Donald Kent "Deke" Slayton (1924 - 1993) was an American astronaut selected for flight during the Mercury program and flew onboard the Apollo-Soyuz Test Project. During his nearly 23 years with NASA, he served as the first Chief of the Astronaut Office, served as Director of Flight Crew Operations, and was responsible for selecting some of the most famous space explorers in history.


Mercury astronaut Deke Slayton in 1960
Official NASA portrait of Slayton from 1960 (NASA)

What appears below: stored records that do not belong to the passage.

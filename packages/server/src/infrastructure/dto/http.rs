//! HTTP API response DTOs.

use serde::Serialize;

use super::websocket::UserInfo;

/// Entry of `GET /api/rooms`.
#[derive(Debug, Clone, PartialEq, Serialize)]
pub struct RoomSummaryDto {
    pub id: String,
    pub members: usize,
    pub has_password: bool,
    pub created_at: String,
}

/// Body of `GET /api/rooms/{room_id}`.
///
/// `users` is left out for password-protected rooms.
#[derive(Debug, Clone, PartialEq, Serialize)]
pub struct RoomDetailDto {
    pub id: String,
    pub has_password: bool,
    pub created_at: String,
    #[serde(skip_serializing_if = "Option::is_none")]
    pub users: Option<Vec<UserInfo>>,
}
//! Test doubles shared by the use case tests.

use std::{collections::HashSet, sync::Arc};

use async_trait::async_trait;
use tokio::sync::{Mutex, mpsc};

use crate::{
    domain::{
        ConnectionId, MessagePushError, MessagePusher, Nickname, PusherChannel, RoomId,
        ServerEvent,
    },
    infrastructure::repository::InMemoryRoomRepository,
};

use super::{
    BroadcastService, ConnectParticipantUseCase, DisconnectParticipantUseCase, JoinRequest,
    JoinRoomUseCase, SendMessageUseCase, UpdateNicknameUseCase, UpdateStyleUseCase,
};

pub(crate) fn room_id(value: &str) -> RoomId {
    RoomId::new(value.to_string()).unwrap()
}

pub(crate) fn nickname(value: &str) -> Nickname {
    Nickname::new(value.to_string()).unwrap()
}

pub(crate) fn join_request(room: &str, password: Option<&str>, nickname: &str) -> JoinRequest {
    JoinRequest {
        room_id: Some(room.to_string()),
        password: password.map(str::to_string),
        nickname: Some(nickname.to_string()),
        style: None,
    }
}

/// MessagePusher that records every delivered event per connection, in
/// delivery order. Unregistered connections are skipped like the real pusher.
#[derive(Default)]
pub(crate) struct RecordingPusher {
    registered: Mutex<HashSet<ConnectionId>>,
    delivered: Mutex<Vec<(ConnectionId, ServerEvent)>>,
}

impl RecordingPusher {
    pub(crate) async fn events_for(&self, id: ConnectionId) -> Vec<ServerEvent> {
        self.delivered
            .lock()
            .await
            .iter()
            .filter(|(target, _)| *target == id)
            .map(|(_, event)| event.clone())
            .collect()
    }

    pub(crate) async fn clear(&self) {
        self.delivered.lock().await.clear();
    }
}

#[async_trait]
impl MessagePusher for RecordingPusher {
    async fn register_client(&self, client_id: ConnectionId, _sender: PusherChannel) {
        self.registered.lock().await.insert(client_id);
    }

    async fn unregister_client(&self, client_id: &ConnectionId) {
        self.registered.lock().await.remove(client_id);
    }

    async fn push_to(
        &self,
        client_id: &ConnectionId,
        event: &ServerEvent,
    ) -> Result<(), MessagePushError> {
        if !self.registered.lock().await.contains(client_id) {
            return Err(MessagePushError::ClientNotFound(client_id.to_string()));
        }
        self.delivered
            .lock()
            .await
            .push((*client_id, event.clone()));
        Ok(())
    }

    async fn broadcast(
        &self,
        targets: &[ConnectionId],
        event: &ServerEvent,
    ) -> Result<(), MessagePushError> {
        let registered = self.registered.lock().await.clone();
        let mut delivered = self.delivered.lock().await;
        for target in targets.iter().filter(|t| registered.contains(*t)) {
            delivered.push((*target, event.clone()));
        }
        Ok(())
    }
}

/// Real repository + recording pusher, with every use case wired up.
pub(crate) struct TestHarness {
    pub(crate) repository: Arc<InMemoryRoomRepository>,
    pub(crate) pusher: Arc<RecordingPusher>,
    pub(crate) broadcast: Arc<BroadcastService>,
    pub(crate) connect: ConnectParticipantUseCase,
    pub(crate) join: JoinRoomUseCase,
    pub(crate) update_nickname: UpdateNicknameUseCase,
    pub(crate) update_style: UpdateStyleUseCase,
    pub(crate) send_message: SendMessageUseCase,
    pub(crate) disconnect: DisconnectParticipantUseCase,
}

impl TestHarness {
    pub(crate) fn new() -> Self {
        let repository = Arc::new(InMemoryRoomRepository::new());
        let pusher = Arc::new(RecordingPusher::default());
        let broadcast = Arc::new(BroadcastService::new(repository.clone(), pusher.clone()));
        Self {
            connect: ConnectParticipantUseCase::new(repository.clone(), pusher.clone()),
            join: JoinRoomUseCase::new(repository.clone(), broadcast.clone()),
            update_nickname: UpdateNicknameUseCase::new(repository.clone(), broadcast.clone()),
            update_style: UpdateStyleUseCase::new(repository.clone(), broadcast.clone()),
            send_message: SendMessageUseCase::new(repository.clone(), broadcast.clone()),
            disconnect: DisconnectParticipantUseCase::new(
                repository.clone(),
                pusher.clone(),
                broadcast.clone(),
            ),
            repository,
            pusher,
            broadcast,
        }
    }

    /// Register a new, unjoined connection.
    pub(crate) async fn connected(&self) -> ConnectionId {
        let (tx, _rx) = mpsc::unbounded_channel();
        self.connect.execute(tx).await
    }

    /// Register a new connection and join it to `room` without a password.
    pub(crate) async fn joined(&self, room: &str, name: &str) -> ConnectionId {
        let id = self.connected().await;
        self.join
            .execute(id, join_request(room, None, name))
            .await
            .unwrap();
        id
    }
}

Slayton was born in Sparta, Wisconsin on March 1, 1924 and was raised on his parents' farm. When he was five years old, his left ring finger was severed while clearing a hay mower. On his 18th birthday, four months after the United States entered World War II, he enlisted in the Army Air Corps as an aviation cadet. He commissioned in April 1943 after completing training in Vernon and Waco, Texas, and was assigned to a B-25 Mitchell crew, though he wanted to fly fighter aircraft.


Wild Blue Yonder

Slayton served in the 340th Bombardment Group in the European theater. While sailing near the Strait of Gibraltar en route to Naples, Italy, his ship came under attack from German U-boats. While stationed in Naples, he flew combat missions over the Balkan Peninsula and after 56 sorties first as copilot then as pilot, returned to the US in May 1944. In April 1945, he joined the 319th Bombardment Group on Okinawa Island and flew seven A-26 Invader bomber missions in the Ryuku Islands. His final mission was on August 12, only three days after the bombing of Nagasaki, Japan. After the war, he served as a B-25 instructor in Albany, Georgia, and Boca Raton, Florida, before separating from the Army Air Corps in 1946 [1].


Future astronaut Deke Skayton with A-26 bomber in 1945
Slayton (right) with 1st Lt. Ed Steinman and their A-26 in the Pacific Theater during the summer of 1945 (Public Domain)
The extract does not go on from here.